### Problem statement
Each record that follows must be given again without alteration.

[Data shown Boundary: Start]

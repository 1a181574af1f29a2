//! Request header helpers: `Accept` negotiation, `Prefer`, `Want-Digest`.

use sha2::{Digest, Sha256, Sha512};

use crate::error::{Result, VersioningError};
use crate::filter::Handling;
use crate::rdf::serializer::media_type_essence;

// --- ACCEPT ---

struct MediaRange {
    essence: String,
    q: f32,
}

fn quality(params: &str) -> f32 {
    params
        .split(';')
        .filter_map(|p| p.split_once('='))
        .find(|(k, _)| k.trim().eq_ignore_ascii_case("q"))
        .and_then(|(_, v)| v.trim().parse::<f32>().ok())
        .unwrap_or(1.0)
}

fn media_ranges(accept: &str) -> Vec<MediaRange> {
    accept
        .split(',')
        .filter(|r| !r.trim().is_empty())
        .map(|r| MediaRange { essence: media_type_essence(r), q: quality(r.split_once(';').map_or("", |(_, p)| p)) })
        .collect()
}

/// Picks the offered media type the client prefers. `offered` is in server
/// preference order, which breaks ties; a missing or empty `Accept` selects
/// the first entry.
pub fn negotiate(accept: Option<&str>, offered: &[&'static str]) -> Option<&'static str> {
    let accept = match accept.map(str::trim) {
        Some(a) if !a.is_empty() => a,
        _ => return offered.first().copied(),
    };
    let ranges = media_ranges(accept);

    let mut best: Option<(&'static str, f32)> = None;
    for &candidate in offered {
        let (major, _) = candidate.split_once('/').unwrap_or((candidate, ""));
        // Most specific matching range wins.
        let q = ranges
            .iter()
            .filter_map(|r| {
                let specificity = if r.essence == candidate {
                    3
                } else if r.essence.strip_suffix("/*") == Some(major) {
                    2
                } else if r.essence == "*/*" {
                    1
                } else {
                    return None;
                };
                Some((specificity, r.q))
            })
            .max_by_key(|(specificity, _)| *specificity)
            .map(|(_, q)| q);

        if let Some(q) = q {
            if q > 0.0 && best.map_or(true, |(_, top)| q > top) {
                best = Some((candidate, q));
            }
        }
    }
    best.map(|(m, _)| m)
}

// --- PREFER ---

/// The parts of `Prefer` the repository honours.
#[derive(Debug, Clone, Default, PartialEq)]
pub struct Prefer {
    pub return_representation: bool,
    pub omit: Vec<String>,
    pub include: Vec<String>,
    pub handling: Handling,
}

impl Prefer {
    pub fn parse<'a>(values: impl IntoIterator<Item = &'a str>) -> Self {
        let mut prefer = Prefer::default();
        for preference in values.into_iter().flat_map(|v| v.split(',')) {
            for (i, part) in preference.split(';').enumerate() {
                let (name, value) = match part.split_once('=') {
                    Some((n, v)) => (n.trim(), v.trim().trim_matches('"')),
                    None => (part.trim(), ""),
                };
                match name.to_ascii_lowercase().as_str() {
                    "return" if i == 0 => prefer.return_representation = value.eq_ignore_ascii_case("representation"),
                    "handling" if i == 0 => {
                        prefer.handling =
                            if value.eq_ignore_ascii_case("lenient") { Handling::Lenient } else { Handling::Strict }
                    }
                    "omit" => prefer.omit.extend(value.split_whitespace().map(str::to_string)),
                    "include" => prefer.include.extend(value.split_whitespace().map(str::to_string)),
                    _ => {}
                }
            }
        }
        prefer
    }

    pub fn omits(&self, iri: &str) -> bool {
        self.return_representation && self.omit.iter().any(|o| o == iri)
    }
}

// --- WANT-DIGEST ---

#[derive(Debug, Clone, Copy, PartialEq, Eq)]
pub enum DigestAlgorithm {
    Sha256,
    Sha512,
}

impl DigestAlgorithm {
    pub fn name(self) -> &'static str {
        match self {
            DigestAlgorithm::Sha256 => "sha-256",
            DigestAlgorithm::Sha512 => "sha-512",
        }
    }

    fn from_name(name: &str) -> Option<Self> {
        match name.trim().to_ascii_lowercase().as_str() {
            "sha-256" | "sha256" => Some(DigestAlgorithm::Sha256),
            "sha-512" | "sha512" => Some(DigestAlgorithm::Sha512),
            _ => None,
        }
    }

    pub fn digest(self, content: &[u8]) -> String {
        match self {
            DigestAlgorithm::Sha256 => hex::encode(Sha256::digest(content)),
            DigestAlgorithm::Sha512 => hex::encode(Sha512::digest(content)),
        }
    }
}

/// Supported algorithms named by `Want-Digest`, most wanted first.
/// Fails when the header names none the repository can compute.
pub fn want_digest(value: &str) -> Result<Vec<DigestAlgorithm>> {
    let mut wanted: Vec<(DigestAlgorithm, f32)> = value
        .split(',')
        .filter_map(|entry| {
            let (name, params) = entry.split_once(';').unwrap_or((entry, ""));
            let q = quality(params);
            DigestAlgorithm::from_name(name).filter(|_| q > 0.0).map(|alg| (alg, q))
        })
        .collect();

    if wanted.is_empty() {
        return Err(VersioningError::UnsupportedAlgorithm(value.trim().to_string()));
    }
    wanted.sort_by(|a, b| b.1.partial_cmp(&a.1).unwrap_or(std::cmp::Ordering::Equal));
    wanted.dedup_by_key(|(alg, _)| *alg);
    Ok(wanted.into_iter().map(|(alg, _)| alg).collect())
}

/// `Digest` header value for `content`.
pub fn digest_header(algorithms: &[DigestAlgorithm], content: &[u8]) -> String {
    algorithms.iter().map(|alg| format!("{}={}", alg.name(), alg.digest(content))).collect::<Vec<_>>().join(",")
}

#[cfg(test)]
mod tests {
    use super::*;

    const RDF: &[&str] = &["text/turtle", "application/ld+json", "application/n-triples"];

    #[test]
    fn negotiation_honours_quality() {
        assert_eq!(negotiate(None, RDF), Some("text/turtle"));
        assert_eq!(negotiate(Some("application/ld+json"), RDF), Some("application/ld+json"));
        assert_eq!(negotiate(Some("text/turtle;q=0.5, application/n-triples"), RDF), Some("application/n-triples"));
        assert_eq!(negotiate(Some("application/*"), RDF), Some("application/ld+json"));
        assert_eq!(negotiate(Some("*/*"), RDF), Some("text/turtle"));
        assert_eq!(negotiate(Some("image/png"), RDF), None);
        assert_eq!(negotiate(Some("*/*, text/turtle;q=0"), RDF), Some("application/ld+json"));
    }

    #[test]
    fn parses_omit_preference() {
        let prefer = Prefer::parse([
            "return=representation; omit=\"http://fedora.info/definitions/v4/repository#ServerManaged\"",
        ]);
        assert!(prefer.omits("http://fedora.info/definitions/v4/repository#ServerManaged"));
        assert_eq!(prefer.handling, Handling::Strict);
    }

    #[test]
    fn parses_lenient_handling() {
        let prefer = Prefer::parse(["handling=lenient; received=\"minimal\""]);
        assert_eq!(prefer.handling, Handling::Lenient);
        assert!(!prefer.return_representation);
    }

    #[test]
    fn want_digest_orders_by_quality() {
        let algs = want_digest("sha-256;q=0.3, SHA-512").unwrap();
        assert_eq!(algs, vec![DigestAlgorithm::Sha512, DigestAlgorithm::Sha256]);
        assert!(want_digest("md5, unknown").is_err());
    }

    #[test]
    fn computes_hex_digests() {
        let header = digest_header(&[DigestAlgorithm::Sha256], b"binary content");
        assert!(header.starts_with("sha-256="));
        assert_eq!(header.len(), "sha-256=".len() + 64);
    }
}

[Data shown Boundary: End]

### Reply
repository 1a181574af1f29a2
//! Request header helpers: `Accept` negotiation, `Prefer`, `Want-Digest`.

use sha2::{Digest, Sha256, Sha512};

use crate::error::{Result, VersioningError};
use crate::filter::Handling;
use crate::rdf::serializer::media_type_essence;

// --- ACCEPT ---

struct MediaRange {
    essence: String,
    q: f32,
}

fn quality(params: &str) -> f32 {
    params
        .split(';')
        .filter_map(|p| p.split_once('='))
        .find(|(k, _)| k.trim().eq_ignore_ascii_case("q"))
        .and_then(|(_, v)| v.trim().parse::<f32>().ok())
        .unwrap_or(1.0)
}

fn media_ranges(accept: &str) -> Vec<MediaRange> {
    accept
        .split(',')
        .filter(|r| !r.trim().is_empty())
        .map(|r| MediaRange { essence: media_type_essence(r), q: quality(r.split_once(';').map_or("", |(_, p)| p)) })
        .collect()
}

/// Picks the offered media type the client prefers. `offered` is in server
/// preference order, which breaks ties; a missing or empty `Accept` selects
/// the first entry.
pub fn negotiate(accept: Option<&str>, offered: &[&'static str]) -> Option<&'static str> {
    let accept = match accept.map(str::trim) {
        Some(a) if !a.is_empty() => a,
        _ => return offered.first().copied(),
    };
    let ranges = media_ranges(accept);

    let mut best: Option<(&'static str, f32)> = None;
    for &candidate in offered {
        let (major, _) = candidate.split_once('/').unwrap_or((candidate, ""));
        // Most specific matching range wins.
        let q = ranges
            .iter()
            .filter_map(|r| {
                let specificity = if r.essence == candidate {
                    3
                } else if r.essence.strip_suffix("/*") == Some(major) {
                    2
                } else if r.essence == "*/*" {
                    1
                } else {
                    return None;
                };
                Some((specificity, r.q))
            })
            .max_by_key(|(specificity, _)| *specificity)
            .map(|(_, q)| q);

        if let Some(q) = q {
            if q > 0.0 && best.map_or(true, |(_, top)| q > top) {
                best = Some((candidate, q));
            }
        }
    }
    best.map(|(m, _)| m)
}

// --- PREFER ---

/// The parts of `Prefer` the repository honours.
#[derive(Debug, Clone, Default, PartialEq)]
pub struct Prefer {
    pub return_representation: bool,
    pub omit: Vec<String>,
    pub include: Vec<String>,
    pub handling: Handling,
}

impl Prefer {
    pub fn parse<'a>(values: impl IntoIterator<Item = &'a str>) -> Self {
        let mut prefer = Prefer::default();
        for preference in values.into_iter().flat_map(|v| v.split(',')) {
            for (i, part) in preference.split(';').enumerate() {
                let (name, value) = match part.split_once('=') {
                    Some((n, v)) => (n.trim(), v.trim().trim_matches('"')),
                    None => (part.trim(), ""),
                };
                match name.to_ascii_lowercase().as_str() {
                    "return" if i == 0 => prefer.return_representation = value.eq_ignore_ascii_case("representation"),
                    "handling" if i == 0 => {
                        prefer.handling =
                            if value.eq_ignore_ascii_case("lenient") { Handling::Lenient } else { Handling::Strict }
                    }
                    "omit" => prefer.omit.extend(value.split_whitespace().map(str::to_string)),
                    "include" => prefer.include.extend(value.split_whitespace().map(str::to_string)),
                    _ => {}
                }
            }
        }
        prefer
    }

    pub fn omits(&self, iri: &str) -> bool {
        self.return_representation && self.omit.iter().any(|o| o == iri)
    }
}

// --- WANT-DIGEST ---

#[derive(Debug, Clone, Copy, PartialEq, Eq)]
pub enum DigestAlgorithm {
    Sha256,
    Sha512,
}

impl DigestAlgorithm {
    pub fn name(self) -> &'static str {
        match self {
            DigestAlgorithm::Sha256 => "sha-256",
            DigestAlgorithm::Sha512 => "sha-512",
        }
    }

    fn from_name(name: &str) -> Option<Self> {
        match name.trim().to_ascii_lowercase().as_str() {
            "sha-256" | "sha256" => Some(DigestAlgorithm::Sha256),
            "sha-512" | "sha512" => Some(DigestAlgorithm::Sha512),
            _ => None,
        }
    }

    pub fn digest(self, content: &[u8]) -> String {
        match self {
            DigestAlgorithm::Sha256 => hex::encode(Sha256::digest(content)),
            DigestAlgorithm::Sha512 => hex::encode(Sha512::digest(content)),
        }
    }
}

/// Supported algorithms named by `Want-Digest`, most wanted first.
/// Fails when the header names none the repository can compute.
pub fn want_digest(value: &str) -> Result<Vec<DigestAlgorithm>> {
    let mut wanted: Vec<(DigestAlgorithm, f32)> = value
        .split(',')
        .filter_map(|entry| {
            let (name, params) = entry.split_once(';').unwrap_or((entry, ""));
            let q = quality(params);
            DigestAlgorithm::from_name(name).filter(|_| q > 0.0).map(|alg| (alg, q))
        })
        .collect();

    if wanted.is_empty() {
        return Err(VersioningError::UnsupportedAlgorithm(value.trim().to_string()));
    }
    wanted.sort_by(|a, b| b.1.partial_cmp(&a.1).unwrap_or(std::cmp::Ordering::Equal));
    wanted.dedup_by_key(|(alg, _)| *alg);
    Ok(wanted.into_iter().map(|(alg, _)| alg).collect())
}

/// `Digest` header value for `content`.
pub fn digest_header(algorithms: &[DigestAlgorithm], content: &[u8]) -> String {
    algorithms.iter().map(|alg| format!("{}={}", alg.name(), alg.digest(content))).collect::<Vec<_>>().join(",")
}

#[cfg(test)]
mod tests {
    use super::*;

    const RDF: &[&str] = &["text/turtle", "application/ld+json", "application/n-triples"];

    #[test]
    fn negotiation_honours_quality() {
        assert_eq!(negotiate(None, RDF), Some("text/turtle"));
        assert_eq!(negotiate(Some("application/ld+json"), RDF), Some("application/ld+json"));
        assert_eq!(negotiate(Some("text/turtle;q=0.5, application/n-triples"), RDF), Some("application/n-triples"));
        assert_eq!(negotiate(Some("application/*"), RDF), Some("application/ld+json"));
        assert_eq!(negotiate(Some("*/*"), RDF), Some("text/turtle"));
        assert_eq!(negotiate(Some("image/png"), RDF), None);
        assert_eq!(negotiate(Some("*/*, text/turtle;q=0"), RDF), Some("application/ld+json"));
    }

    #[test]
    fn parses_omit_preference() {
        let prefer = Prefer::parse([
            "return=representation; omit=\"http://fedora.info/definitions/v4/repository#ServerManaged\"",
        ]);
        assert!(prefer.omits("http://fedora.info/definitions/v4/repository#ServerManaged"));
        assert_eq!(prefer.handling, Handling::Strict);
    }

    #[test]
    fn parses_lenient_handling() {
        let prefer = Prefer::parse(["handling=lenient; received=\"minimal\""]);
        assert_eq!(prefer.handling, Handling::Lenient);
        assert!(!prefer.return_representation);
    }

    #[test]
    fn want_digest_orders_by_quality() {
        let algs = want_digest("sha-256;q=0.3, SHA-512").unwrap();
        assert_eq!(algs, vec![DigestAlgorithm::Sha512, DigestAlgorithm::Sha256]);
        assert!(want_digest("md5, unknown").is_err());
    }

    #[test]
    fn computes_hex_digests() {
        let header = digest_header(&[DigestAlgorithm::Sha256], b"binary content");
        assert!(header.starts_with("sha-256="));
        assert_eq!(header.len(), "sha-256=".len() + 64);
    }
}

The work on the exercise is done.